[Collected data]
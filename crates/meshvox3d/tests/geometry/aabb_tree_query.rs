use meshvox3d::bounding_volume::Aabb;
use meshvox3d::math::{Point, Real, Vector};
use meshvox3d::partitioning::AabbTree;

fn unit_box_at(x: Real) -> Aabb {
    let mins = Point::new(x, 0.0, 0.0);
    Aabb::new(mins, mins + Vector::repeat(1.0))
}

#[test]
fn query_between_distant_boxes() {
    let tree: AabbTree<u32> = [0.0, 5.0, 10.0]
        .into_iter()
        .enumerate()
        .map(|(i, x)| (unit_box_at(x), i as u32))
        .collect();

    assert_eq!(tree.len(), 3);
    let _ = tree.assert_well_formed();

    let query = Aabb::new(Point::new(4.0, -1.0, -1.0), Point::new(6.0, 1.0, 1.0));
    assert_eq!(tree.search_vec(&query), vec![&1]);

    let everything = Aabb::new(Point::new(-1.0, -1.0, -1.0), Point::new(12.0, 2.0, 2.0));
    let mut all = tree.search_vec(&everything);
    all.sort();
    assert_eq!(all, vec![&0, &1, &2]);

    let nothing = Aabb::new(Point::new(2.0, 0.0, 0.0), Point::new(3.0, 1.0, 1.0));
    assert!(tree.search(&nothing).next().is_none());
}

#[test]
fn identical_query_finds_the_box() {
    let tree: AabbTree<u32> = (0..8)
        .map(|i| (unit_box_at(i as Real * 3.0), i))
        .collect();

    for i in 0..8 {
        let query = unit_box_at(i as Real * 3.0);
        assert_eq!(tree.search_vec(&query), vec![&i]);
    }
}
//! Bounding volumes.

#[doc(inline)]
pub use crate::bounding_volume::aabb::Aabb;
#[doc(inline)]
pub use crate::bounding_volume::bounding_volume::BoundingVolume;

#[doc(hidden)]
pub mod bounding_volume;

#[doc(hidden)]
pub mod aabb;
mod aabb_polygon;
//! Ray-casting related definitions and implementations.

#[doc(inline)]
pub use self::ray::{Ray, RayCast, RayHit, RayIntersection, HIT_ROUNDING_RESOLUTION};
pub use self::ray_mesh::RayHits;
pub use self::ray_triangle::{local_ray_intersection_with_triangle, RAY_TRIANGLE_EPSILON};

#[doc(hidden)]
pub mod ray;
mod ray_aabb;
mod ray_mesh;
mod ray_triangle;
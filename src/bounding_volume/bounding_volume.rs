use crate::math::{Point, Real};

/// A coarse, cheap to test, approximation of the space occupied by some geometry.
///
/// Bounding volumes are closed sets: volumes sharing only boundary points intersect, and a
/// volume contains itself.
pub trait BoundingVolume {
    /// A point inside of this bounding volume, ideally its center.
    fn center(&self) -> Point<Real>;

    /// Do this bounding volume and `other` have at least one point in common?
    fn intersects(&self, other: &Self) -> bool;

    /// Is `other` entirely inside of this bounding volume?
    fn contains(&self, other: &Self) -> bool;

    /// Enlarges this bounding volume so it also contains `other`.
    fn merge(&mut self, other: &Self);

    /// The smallest bounding volume of this type containing both `self` and `other`.
    fn merged(&self, other: &Self) -> Self;

    /// This bounding volume with its boundary pushed outward by `amount`.
    ///
    /// Panics if `amount` is negative.
    fn loosened(&self, amount: Real) -> Self;

    /// This bounding volume with its boundary pulled inward by `amount`.
    ///
    /// Panics if `amount` is negative. The result may be invalid if `amount` is too large.
    fn tightened(&self, amount: Real) -> Self;
}
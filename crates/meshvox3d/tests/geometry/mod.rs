mod aabb_tree_query;
mod mesh_description;
mod mesh_ray_cast;
mod shapes;
mod voxelization_properties;
mod voxelization_task;
mod voxelize_cube;
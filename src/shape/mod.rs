//! Shapes and meshes supported by meshvox.

pub use self::face::{Face, FaceBuilder};
pub use self::mesh::{Mesh, MeshBuilder, MeshBuilderError, MeshPolygon, MeshSearch};
pub use self::mesh_description::{
    FaceDescription, MeshDescription, PartDescription, QuadDescription, TriangleDescription,
    VertexDescription,
};
pub use self::part::Part;
pub use self::polygon::{CullFace, InvalidCullFace, Polygon, PolygonData};
pub use self::polygon_shape::PolygonShape;
pub use self::quad::Quad;
pub use self::triangle::Triangle;
pub use self::vertex::Vertex;

mod face;
mod mesh;
mod mesh_description;
mod part;
mod polygon;
mod polygon_shape;
mod quad;
mod triangle;
mod vertex;
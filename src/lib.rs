/*!
meshvox
========

**meshvox** is a 3-dimensional mesh voxelization library written with
the rust programming language.

It turns a textured polygon surface (triangles and quads grouped into faces) into
a conservative set of axis-aligned boxes laid on a regular grid. The building blocks
(bounding volumes, an incremental AABB tree, ray casting and separating-axis tests)
are exposed on their own as well.

```
# #[cfg(feature = "f32")] {
use meshvox3d::math::Point;
use meshvox3d::shape::{MeshBuilder, PolygonData};
use meshvox3d::transformation::voxelization::{Voxelizer, VoxelizerConfig};

let mut builder = MeshBuilder::new("tile");
builder.push_quad_face(
    [
        Point::new(0.0, 0.25, 0.0),
        Point::new(1.0, 0.25, 0.0),
        Point::new(1.0, 0.25, 1.0),
        Point::new(0.0, 0.25, 1.0),
    ],
    PolygonData::default(),
);
let mesh = builder.build().unwrap();

let config = VoxelizerConfig {
    resolution: 1,
    ..VoxelizerConfig::default()
};
let boxes = Voxelizer::new(&mesh, config).unwrap().voxelize().unwrap();
assert!(!boxes.is_empty());
# }
```
*/

#![deny(non_camel_case_types)]
#![deny(unused_parens)]
#![deny(non_upper_case_globals)]
#![deny(unused_results)]
#![warn(missing_docs)]
#![warn(unused_imports)]
#![allow(missing_copy_implementations)]
#![allow(clippy::module_inception)]
#![allow(clippy::manual_range_contains)] // This usually makes it way more verbose that it could be.
#![deny(unused_qualifications)]

#[cfg(all(feature = "f32", feature = "f64"))]
std::compile_error!("The `f32` and `f64` features are mutually exclusive.");

#[cfg(feature = "serde-serialize")]
#[macro_use]
extern crate serde;
#[macro_use]
extern crate approx;
extern crate num_traits as num;

pub extern crate nalgebra as na;

pub mod bounding_volume;
pub mod partitioning;
pub mod query;
pub mod shape;
pub mod transformation;
pub mod utils;

mod real {
    /// The scalar type used throughout this crate.
    #[cfg(feature = "f64")]
    pub use f64 as Real;

    /// The scalar type used throughout this crate.
    #[cfg(feature = "f32")]
    pub use f32 as Real;
}

/// Compilation flags dependent aliases for mathematical types.
#[cfg(feature = "dim3")]
pub mod math {
    pub use super::real::*;
    pub use na::{Isometry3, Point2, Point3, UnitVector3, Vector3};

    /// The default tolerance used for geometric operations.
    pub const DEFAULT_EPSILON: Real = Real::EPSILON;

    /// The dimension of the space.
    pub const DIM: usize = 3;

    /// The point type.
    pub use Point3 as Point;

    /// The vector type.
    pub use Vector3 as Vector;

    /// The unit vector type.
    pub use UnitVector3 as UnitVector;

    /// The transformation matrix type.
    pub use Isometry3 as Isometry;
}
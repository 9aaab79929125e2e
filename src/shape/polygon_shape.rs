use crate::math::{Point, Real, UnitVector, Vector};
use crate::shape::{Quad, Triangle};
use arrayvec::ArrayVec;

/// The geometry of a mesh polygon: either a triangle or a quad.
#[cfg_attr(feature = "serde-serialize", derive(Serialize, Deserialize))]
#[derive(PartialEq, Debug, Copy, Clone)]
pub enum PolygonShape {
    /// A triangle.
    Triangle(Triangle),
    /// A quad.
    Quad(Quad),
}

impl PolygonShape {
    /// The vertices of this polygon, in order.
    #[inline]
    pub fn vertices(&self) -> ArrayVec<Point<Real>, 4> {
        match self {
            PolygonShape::Triangle(tri) => tri.vertices().into_iter().collect(),
            PolygonShape::Quad(quad) => ArrayVec::from(quad.vertices()),
        }
    }

    /// The first vertex of this polygon.
    #[inline]
    pub fn first_vertex(&self) -> Point<Real> {
        match self {
            PolygonShape::Triangle(tri) => tri.a,
            PolygonShape::Quad(quad) => quad.a,
        }
    }

    /// The triangles covering this polygon.
    #[inline]
    pub fn triangles(&self) -> ArrayVec<Triangle, 2> {
        match self {
            PolygonShape::Triangle(tri) => [*tri].into_iter().collect(),
            PolygonShape::Quad(quad) => ArrayVec::from(quad.triangles()),
        }
    }

    /// The scaled directions of the edges of this polygon.
    #[inline]
    pub fn edges_scaled_directions(&self) -> ArrayVec<Vector<Real>, 4> {
        match self {
            PolygonShape::Triangle(tri) => tri.edges_scaled_directions().into_iter().collect(),
            PolygonShape::Quad(quad) => ArrayVec::from(quad.edges_scaled_directions()),
        }
    }

    /// The normal of this polygon, computed from its first two edges.
    ///
    /// Returns `None` if the polygon is degenerate.
    #[inline]
    pub fn normal(&self) -> Option<UnitVector<Real>> {
        match self {
            PolygonShape::Triangle(tri) => tri.normal(),
            PolygonShape::Quad(quad) => quad.normal(),
        }
    }

    /// Is `point` strictly behind this polygon, i.e., on the opposite side of its normal?
    ///
    /// Always `false` for degenerate polygons.
    #[inline]
    pub fn is_facing(&self, point: &Point<Real>) -> bool {
        self.normal()
            .map(|n| n.dot(&(point - self.first_vertex())) < 0.0)
            .unwrap_or(false)
    }
}
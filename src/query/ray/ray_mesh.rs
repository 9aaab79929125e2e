use crate::bounding_volume::{Aabb, BoundingVolume};
use crate::math::Real;
use crate::query::{Ray, RayCast, RayHit, RayIntersection};
use crate::shape::{Mesh, MeshSearch};

/// Margin added around the culling box of a ray, to account for rounding errors when
/// clipping it against the mesh bounds.
const CULLING_MARGIN: Real = 1.0e-4;

/// Lazy iterator over the candidate hits of a ray against a [`Mesh`].
///
/// Created by [`Mesh::cast_ray_unfiltered`]. Each candidate is a polygon whose bounding box
/// intersects the part of the ray lying inside of the mesh bounds.
pub struct RayHits<'a> {
    ray: Ray,
    search: Option<MeshSearch<'a>>,
}

impl<'a> Iterator for RayHits<'a> {
    type Item = RayHit<'a>;

    fn next(&mut self) -> Option<Self::Item> {
        let polygon = self.search.as_mut()?.next()?;
        let intersection = polygon
            .shape
            .cast_local_ray(&self.ray, Real::MAX)
            .map(|time_of_impact| RayIntersection {
                time_of_impact,
                point: self.ray.point_at(time_of_impact),
            });

        Some(RayHit {
            ray: self.ray,
            polygon_id: polygon.id,
            polygon,
            intersection,
        })
    }
}

impl Mesh {
    /// Enumerates every polygon of this mesh that may be hit by `ray`.
    ///
    /// The candidates are the polygons whose bounding box intersects the segment of the ray
    /// lying inside of the mesh bounds. The yielded hits include invalid ones (see
    /// [`RayHit::is_valid`]). The iterator is lazy and re-derives everything on each call.
    pub fn cast_ray_unfiltered(&self, ray: &Ray) -> RayHits<'_> {
        let search = self.local_aabb().clip_ray_parameters(ray).map(|(tmin, tmax)| {
            let mut segment = Aabb::new_invalid();
            segment.take_point(ray.point_at(tmin));
            segment.take_point(ray.point_at(tmax));
            self.search(&segment.loosened(CULLING_MARGIN))
        });

        RayHits { ray: *ray, search }
    }

    /// Enumerates every polygon of this mesh crossed by `ray`, strictly in front of its origin.
    ///
    /// Hits are yielded in no particular order. Rays crossing an edge shared by several polygons
    /// hit all of them.
    pub fn cast_ray<'a>(&'a self, ray: &Ray) -> impl Iterator<Item = RayHit<'a>> + 'a {
        self.cast_ray_unfiltered(ray).filter(RayHit::is_valid)
    }

    /// Collects every polygon of this mesh crossed by `ray`, sorted by increasing time of impact.
    pub fn cast_ray_sorted(&self, ray: &Ray) -> Vec<RayHit<'_>> {
        let mut hits: Vec<_> = self.cast_ray(ray).collect();
        hits.sort_by(|a, b| {
            let ta = a.time_of_impact().unwrap_or(Real::MAX);
            let tb = b.time_of_impact().unwrap_or(Real::MAX);
            ta.total_cmp(&tb)
        });
        hits
    }
}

▶ _What you will do_: Set down, unchanged, the line that contains "self.cast_ray_unfiltered(ray).filter(RayHit::is_valid)" together with every later line in the records, through the last one.

▶ _Response_:
        self.cast_ray_unfiltered(ray).filter(RayHit::is_valid)
    }

    /// Collects every polygon of this mesh crossed by `ray`, sorted by increasing time of impact.
    pub fn cast_ray_sorted(&self, ray: &Ray) -> Vec<RayHit<'_>> {
        let mut hits: Vec<_> = self.cast_ray(ray).collect();
        hits.sort_by(|a, b| {
            let ta = a.time_of_impact().unwrap_or(Real::MAX);
            let tb = b.time_of_impact().unwrap_or(Real::MAX);
            ta.total_cmp(&tb)
        });
        hits
    }
}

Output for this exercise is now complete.